**SOURCE RECORDS**
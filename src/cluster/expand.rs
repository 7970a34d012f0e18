use std::collections::HashMap;

use log::debug;

use super::LinkAggregator;
use crate::error::{EngineError, Result};
use crate::graph::{ClusterData, Graph, NodeId};

/// Maps every id hidden inside a still-collapsed cluster to that top-level cluster.
pub(super) fn collapsed_owners(graph: &Graph) -> HashMap<NodeId, NodeId> {
    fn collect(data: &ClusterData, owner: &NodeId, out: &mut HashMap<NodeId, NodeId>) {
        for member in &data.members {
            out.insert(member.id.clone(), owner.clone());
            if let Some(nested) = &member.cluster {
                collect(nested, owner, out);
            }
        }
    }

    let mut out = HashMap::new();
    for node in graph.nodes() {
        if let Some(data) = &node.cluster {
            collect(data, &node.id, &mut out);
        }
    }
    out
}

/// Replaces a cluster node with its members and replays the links it absorbed.
/// Returns the number of restored members.
pub fn expand_cluster(graph: &mut Graph, cluster_id: &str) -> Result<usize> {
    let index = graph
        .index_of(cluster_id)
        .ok_or_else(|| EngineError::UnknownNode(cluster_id.to_owned()))?;
    if !graph.nodes[index].is_cluster() {
        return Err(EngineError::NotACluster(cluster_id.to_owned()));
    }

    let mut cluster_node = graph.nodes.remove(index);
    let Some(data) = cluster_node.cluster.take() else {
        return Err(EngineError::NotACluster(cluster_id.to_owned()));
    };
    let offset = cluster_node.position - data.origin;
    graph
        .links
        .retain(|link| link.source != cluster_id && link.target != cluster_id);

    let restored = data.members.len();
    for mut member in data.members {
        member.position += offset;
        member.cluster_id = None;
        graph.nodes.push(member);
    }
    graph.reindex();

    let owners = collapsed_owners(graph);
    let resolve = |id: &NodeId| -> Option<NodeId> {
        if graph.contains(id) {
            Some(id.clone())
        } else {
            owners.get(id).cloned()
        }
    };

    let mut verbatim = Vec::new();
    let mut aggregator = LinkAggregator::default();
    for link in data.links {
        let (Some(source), Some(target)) = (resolve(&link.source), resolve(&link.target)) else {
            debug!(
                "dropping replayed link {} -> {}: endpoint no longer present",
                link.source, link.target
            );
            continue;
        };
        if source == link.source && target == link.target {
            verbatim.push(link);
        } else if source != target {
            aggregator.add(&source, &target, link.weight);
        }
    }

    graph.links.extend(verbatim);
    graph.links.extend(aggregator.into_links());
    debug!("expanded {cluster_id} into {restored} nodes");
    Ok(restored)
}

/// Expands clusters until none remain. Returns the total number of restored members.
pub fn expand_all(graph: &mut Graph) -> Result<usize> {
    let mut restored = 0;
    while let Some(id) = graph
        .nodes()
        .iter()
        .find(|node| node.is_cluster())
        .map(|node| node.id.clone())
    {
        restored += expand_cluster(graph, &id)?;
    }
    Ok(restored)
}

#[cfg(test)]
mod tests {
    use emath::vec2;

    use super::*;
    use crate::cluster::{ClusterOptions, cluster_graph};
    use crate::graph::{Category, Link, Node};

    fn two_pairs() -> Graph {
        let nodes = vec![
            Node::new("a", Category::Address).at(0.0, 0.0),
            Node::new("b", Category::Address).at(2.0, 0.0),
            Node::new("c", Category::Address).at(200.0, 0.0),
            Node::new("d", Category::Address).at(202.0, 0.0),
            Node::new("e", Category::Address).at(600.0, 0.0),
        ];
        let links = vec![
            Link::new("a", "b", 1.0),
            Link::new("a", "c", 2.0),
            Link::new("b", "d", 3.0),
            Link::new("d", "e", 4.0),
        ];
        Graph::from_parts(nodes, links).0
    }

    fn options() -> ClusterOptions {
        ClusterOptions {
            distance_threshold: 10.0,
            preserve_groups: false,
        }
    }

    #[test]
    fn partial_expansion_reaggregates_against_collapsed_clusters() {
        let mut graph = cluster_graph(&two_pairs(), &options()).graph;
        assert_eq!(graph.node_count(), 3);

        let restored = expand_cluster(&mut graph, "cluster-0").unwrap();
        assert_eq!(restored, 2);
        assert!(graph.contains("a") && graph.contains("b"));

        let to_cluster = graph
            .links()
            .iter()
            .filter(|link| link.target == "cluster-1")
            .map(|link| (link.source.as_str(), link.weight))
            .collect::<Vec<_>>();
        assert_eq!(to_cluster, vec![("a", 2.0), ("b", 3.0)]);
        assert!(graph.links().iter().any(|link| link.source == "a" && link.target == "b"));
        assert!(graph.node("a").unwrap().cluster_id.is_none());
    }

    #[test]
    fn members_follow_a_moved_cluster() {
        let mut graph = cluster_graph(&two_pairs(), &options()).graph;
        graph.node_mut("cluster-0").unwrap().position += vec2(50.0, -10.0);

        expand_cluster(&mut graph, "cluster-0").unwrap();
        assert_eq!(graph.node("a").unwrap().position, vec2(50.0, -10.0));
        assert_eq!(graph.node("b").unwrap().position, vec2(52.0, -10.0));
    }

    #[test]
    fn expanding_plain_or_missing_nodes_fails() {
        let mut graph = cluster_graph(&two_pairs(), &options()).graph;
        assert!(matches!(
            expand_cluster(&mut graph, "e"),
            Err(EngineError::NotACluster(_))
        ));
        assert!(matches!(
            expand_cluster(&mut graph, "zzz"),
            Err(EngineError::UnknownNode(_))
        ));
    }

    #[test]
    fn expand_all_restores_every_link() {
        let original = two_pairs();
        let mut graph = cluster_graph(&original, &options()).graph;
        assert_eq!(expand_all(&mut graph).unwrap(), 4);

        let mut links = graph
            .links()
            .iter()
            .map(|link| (link.source.clone(), link.target.clone(), link.weight))
            .collect::<Vec<_>>();
        links.sort_by(|a, b| (&a.0, &a.1).cmp(&(&b.0, &b.1)));
        let expected = original
            .links()
            .iter()
            .map(|link| (link.source.clone(), link.target.clone(), link.weight))
            .collect::<Vec<_>>();
        assert_eq!(links, expected);
        assert!(graph.links().iter().all(|link| link.width.is_none()));
    }
}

**AIM OF THE EXERCISE**
Find and copy every line in the entries above where the string "number" occurs.

**ANSWER FOR THIS EXERCISE**
/// Returns the number of restored members.
/// Expands clusters until none remain. Returns the total number of restored members.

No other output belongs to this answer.